Posted April 16, 2011, 1:28 pm
Dear Dr. Baskaya,
Very nice case with an excellent result on postMRI and restoration of vision. Two questions: what were your consideration for a left-sided approach? And did you consider an endoscopic transnasal approach in this case? The sphenoid sinus is large, the chiasm is displaced posteriorly, the meningioma is above the pituitary gland and the stalk is also displaced posteriorly. The dural tail above the planum sphenoidale is not very large, so I think this would also have been a suitable approach.
Posted April 16, 2011, 10:42 pm
Dear Dr. Grotenhuis,
Thank you for your constructive comments and interest in this case. The reason I selected left-sided approach was due to the fact that the patient’s vision was worse on the right side. It is my personal bias that I’d prefer the side the patient has worse vision or visual changes unless other factors are important. Regarding endoscopic approach, you might be right that this tumor could be done via endoscopic approach. However, in my opinion, microsurgical approaches are not more invasive than endoscopic approaches if microsurgery is done appropriately. It may allow better resection especially resection of the involved dura. Also, in endoscopic approach we are relying on arachnoid plane which may not be present all the time in every meningioma case. And lastly, it may be still associated with higher CSF leak rate than the open approach at the present. With orbitotomy and wide arachnoid dissection, I don’t use any self-retaining retractors during these surgeries and I can show you flair MR images of these patients which will demonstrate no permanent signal changes in the brain. I think minimally invasive surgeries may not be maximally safe in every case. Again, this is my personal opinion and I cannot substantiate this by any data at this time. As you know, the other way around is correct as well. Again I thank you for you thoughtful comments.
Posted April 21, 2011, 6:40 pm
Very beautiful dissection. In your cases of planum / olfactory groove tumors, what is your technique for ant fossa floor repair (small breach vs large bony erosion/involvement)/ CSF leak prevention. Also, the optics of your microscope appear superior. do you mind sharing the name of the equipment your use? This would help in our cases as well.
Posted April 21, 2011, 8:17 pm
Dear Dr, Baskaya
Very nice video and instructive. Was the extradural cliniodectomy necessary ?
Posted April 24, 2011, 2:49 pm
Dear Drs. BP and van Overbeeke,
1) Extradural clinoidectomy: In tbc sella meningiomas (especially the symptomatic ones, most of cases (up t 70-80% according experiences of Drs. Al-Mefty and Yonekawa and probably 90% in my experience) meningioma extends into the optic canal. By drilling clinoid and unroofing the optic canal on the ipsilateral side, first you achieve early decompression which may allow better and less atrauamatic handling of the optic nerve during intradural dissection. Secondly, the part of the tumor extending into the optic canal is better visualized. Regarding extradural versus intradural drilling of the ACP, it is personal preference. I’d like to do extradural drilling if doable, so I retract the dura not the brain. I’d do intradural clinoidectomy in ophthalmic and sup. hypo. aneurysms.

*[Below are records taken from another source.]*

//! Update, delete, freeze and purge of recorded dependencies.
//!
//! Each operation edits the manifest in memory and writes it once its unit
//! of work is done. Where directories are removed, the manifest is written
//! first, so an interrupted run leaves files without a record rather than a
//! record without files.

use super::fetch::short_revision;
use super::{FetchOptions, Fetcher, stage};
use crate::config::Workspace;
use crate::downloader::Downloader;
use crate::error::{Result, VendorError};
use crate::fileutils::{prune_empty_parents, remove_tree};
use crate::importpath::is_within;
use crate::imports::{scan_imports, scan_project_imports, strip_vendor};
use crate::manifest::{Dependency, Manifest};
use colored::*;
use std::collections::{BTreeMap, BTreeSet};

fn select_one(manifest: &Manifest, path: &str, verb: &str) -> Result<Dependency> {
    let path = path.trim_end_matches('/');
    match manifest.get_dependency_for_importpath(path) {
        Ok(dep) => Ok(dep),
        Err(err) => match manifest.find_provider(path) {
            Some(parent) => Err(VendorError::user(format!(
                "a parent of {path} is vendored, {verb} {} instead",
                parent.importpath
            ))),
            None => Err(err),
        },
    }
}

fn check_target(cmd: &str, path: Option<&str>, all: bool) -> Result<()> {
    match (path, all) {
        (None, false) => Err(VendorError::user(format!(
            "{cmd}: import path or --all flag is missing"
        ))),
        (Some(_), true) => Err(VendorError::user(format!(
            "{cmd}: you cannot specify path and --all flag at once"
        ))),
        _ => Ok(()),
    }
}

fn remove_dirs(ws: &Workspace, deps: &[Dependency]) -> Result<()> {
    for dep in deps {
        let dir = ws.vendor_dir.join(&dep.importpath);
        remove_tree(&dir)?;
        prune_empty_parents(&dir, &ws.vendor_dir);
    }
    Ok(())
}

/// Moves dependencies to the tip of their recorded branch.
///
/// Frozen dependencies are left alone. `opts` supplies `insecure` and
/// `no_recurse`; the file selection flags come from each record.
pub fn update_dependencies(
    ws: &Workspace,
    dl: &Downloader,
    path: Option<&str>,
    all: bool,
    opts: &FetchOptions,
) -> Result<()> {
    check_target("update", path, all)?;
    let manifest = Manifest::read(&ws.manifest_file)?;
    let targets: Vec<String> = match path {
        Some(p) => vec![select_one(&manifest, p, "update")?.importpath],
        None => manifest
            .dependencies
            .iter()
            .map(|d| d.importpath.clone())
            .collect(),
    };

    let fetcher = Fetcher::new(ws, dl);
    for importpath in targets {
        // recursion below may have rewritten the manifest
        let mut manifest = Manifest::read(&ws.manifest_file)?;
        let Ok(old) = manifest.get_dependency_for_importpath(&importpath) else {
            log::debug!("{importpath} disappeared during update");
            continue;
        };
        if old.is_frozen() {
            println!(
                "{} {} is frozen at {}, skipping",
                "!".yellow(),
                importpath,
                short_revision(&old.revision)
            );
            continue;
        }

        manifest.remove_dependency(&old)?;
        let repo = dl.open_remote_repo(&old.repository, old.vcs, opts.insecure)?;
        let wc = dl.acquire(repo.as_ref(), &old.branch, "", "")?;
        let dep = Dependency {
            revision: wc.revision()?,
            branch: wc.branch()?,
            repository: repo.url().to_string(),
            vcs: repo.kind(),
            ..old.clone()
        };

        let dst = ws.vendor_dir.join(&dep.importpath);
        stage(&dst, wc.as_ref(), dep.subdir(), !dep.notests, dep.allfiles)?;
        manifest.add_dependency(dep.clone())?;
        manifest.write(&ws.manifest_file)?;

        if old.revision == dep.revision {
            println!("   {} {} is up to date", "✓".green(), importpath);
        } else {
            println!(
                "   {} {} {} -> {}",
                "✓".green(),
                importpath.bold(),
                short_revision(&old.revision),
                short_revision(&dep.revision)
            );
        }

        if !opts.no_recurse {
            let recurse_opts = FetchOptions {
                insecure: opts.insecure,
                tests: !dep.notests,
                all: dep.allfiles,
                ..Default::default()
            };
            fetcher
                .fetch_imports(&dep, wc, &recurse_opts)
                .map_err(|e| e.within(&importpath))?;
        }
    }
    Ok(())
}

#[derive(Debug, Clone, Copy, Default)]
pub struct DeleteOptions {
    pub all: bool,
    /// Also remove every dependency below the path.
    pub recurse: bool,
}

pub fn delete_dependencies(
    ws: &Workspace,
    path: Option<&str>,
    opts: DeleteOptions,
) -> Result<Vec<Dependency>> {
    check_target("delete", path, opts.all)?;
    let mut manifest = Manifest::read(&ws.manifest_file)?;

    let doomed = match path.map(|p| p.trim_end_matches('/')) {
        None => manifest.dependencies.clone(),
        Some(p) if opts.recurse => {
            let subs = manifest.get_subpackages(p);
            if subs.is_empty() {
                return Err(VendorError::DependencyNotFound(format!("{p}/...")));
            }
            subs
        }
        Some(p) => vec![select_one(&manifest, p, "remove")?],
    };

    for dep in &doomed {
        manifest.remove_dependency(dep)?;
    }
    manifest.write(&ws.manifest_file)?;
    remove_dirs(ws, &doomed)?;

    for dep in &doomed {
        println!("{} Removed {}", "🗑️".red(), dep.importpath.bold());
    }
    Ok(doomed)
}

/// Pins dependencies so `update` skips them.
pub fn freeze_dependencies(ws: &Workspace, path: Option<&str>, all: bool) -> Result<()> {
    check_target("freeze", path, all)?;
    let mut manifest = Manifest::read(&ws.manifest_file)?;
    let selected = match path {
        Some(p) => vec![select_one(&manifest, p, "freeze")?],
        None => manifest.dependencies.clone(),
    };

    for dep in selected {
        if dep.branch == "HEAD" {
            continue;
        }
        manifest.remove_dependency(&dep)?;
        println!(
            "{} {} frozen at {}",
            "📌".blue(),
            dep.importpath,
            short_revision(&dep.revision)
        );
        manifest.add_dependency(Dependency {
            branch: "HEAD".to_string(),
            ..dep
        })?;
    }
    manifest.write(&ws.manifest_file)
}

/// Removes dependencies that nothing in the project needs.
///
/// A dependency is needed when a project file, or another needed
/// dependency, imports it or one of its subpackages. Imports of a
/// dependency's own packages do not count.
pub fn purge_dependencies(ws: &Workspace) -> Result<Vec<Dependency>> {
    let mut manifest = Manifest::read(&ws.manifest_file)?;
    let project: Vec<String> = scan_project_imports(&ws.root, &ws.import_path, true)?
        .iter()
        .map(|i| strip_vendor(i).to_string())
        .collect();

    let mut imports_of: BTreeMap<String, Vec<String>> = BTreeMap::new();
    for dep in &manifest.dependencies {
        let dir = ws.vendor_dir.join(&dep.importpath);
        let found = if dir.is_dir() {
            scan_imports(&dir, &ws.root, &ws.import_path, true, true)?
                .iter()
                .map(|i| strip_vendor(i).to_string())
                .collect()
        } else {
            Vec::new()
        };
        imports_of.insert(dep.importpath.clone(), found);
    }

    let mut kept: BTreeSet<String> = imports_of.keys().cloned().collect();
    loop {
        let unused: Vec<String> = kept
            .iter()
            .filter(|d| {
                let by_project = project.iter().any(|i| is_within(i, d));
                let by_dep = kept
                    .iter()
                    .filter(|other| other != d)
                    .filter_map(|other| imports_of.get(other))
                    .flatten()
                    .any(|i| is_within(i, d));
                !by_project && !by_dep
            })
            .cloned()
            .collect();
        if unused.is_empty() {
            break;
        }
        for d in &unused {
            kept.remove(d);
        }
    }

    let doomed: Vec<Dependency> = manifest
        .dependencies
        .iter()
        .filter(|d| !kept.contains(&d.importpath))
        .cloned()
        .collect();
    if doomed.is_empty() {
        println!("{} Nothing to purge.", "✓".green());
        return Ok(doomed);
    }
    for dep in &doomed {
        manifest.remove_dependency(dep)?;
    }
    manifest.write(&ws.manifest_file)?;
    remove_dirs(ws, &doomed)?;
    for dep in &doomed {
        println!("{} Purged {}", "🗑️".red(), dep.importpath.bold());
    }
    Ok(doomed)
}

2) If the bony defect is large I prepare a pedicled vascularized periosteum and lay over the defect. In small defect I’d try piece of muscle/fat.
3) It is Leica (2009) but I don’t know exact model. Video recording is high definition.
Thanks again for thoughtful comments.
Posted May 20, 2011, 12:41 pm
it is very nice surgery and dissection and good result.
i hope see more and good to do work shope for microscopical dissectin to upgrade the skills to our collegeus.
with my regards
Posted October 28, 2011, 5:38 pm
The surgery is fine and the dissection work is wonderfull.
It is good for academic activityes.
Posted December 8, 2011, 12:54 am
Beautiful video and technique. Nice work! Few questions, who makes the arachnoid knife that you were using, also the knife you used to cut the dura over optic nerve. Also what video editing program are you using. Did you consider exploring/decompressing the contralateral optic canal as well. Thank you for sharing your excellent examples of microsurgery techniques. Look forward to more.
Posted December 15, 2011, 2:13 am
Thanks for your comments. Diamond knife by Aesculap. I use round blade (FD 113D) and lancet blade (FD116D). The knife I used to cut the dura is beaver blade by V. Mueller. Microscope is Leica M525 OH4 with ICG. Video editing program we use is iMovie. Regarding exploring contralateral optic nerve, from contralateral approach you see all medial side of the optic nerve and optic canal as well as ophthalmic artery. This is also reason that some surgeons use contralateral approach to ophthalmic aneurysms.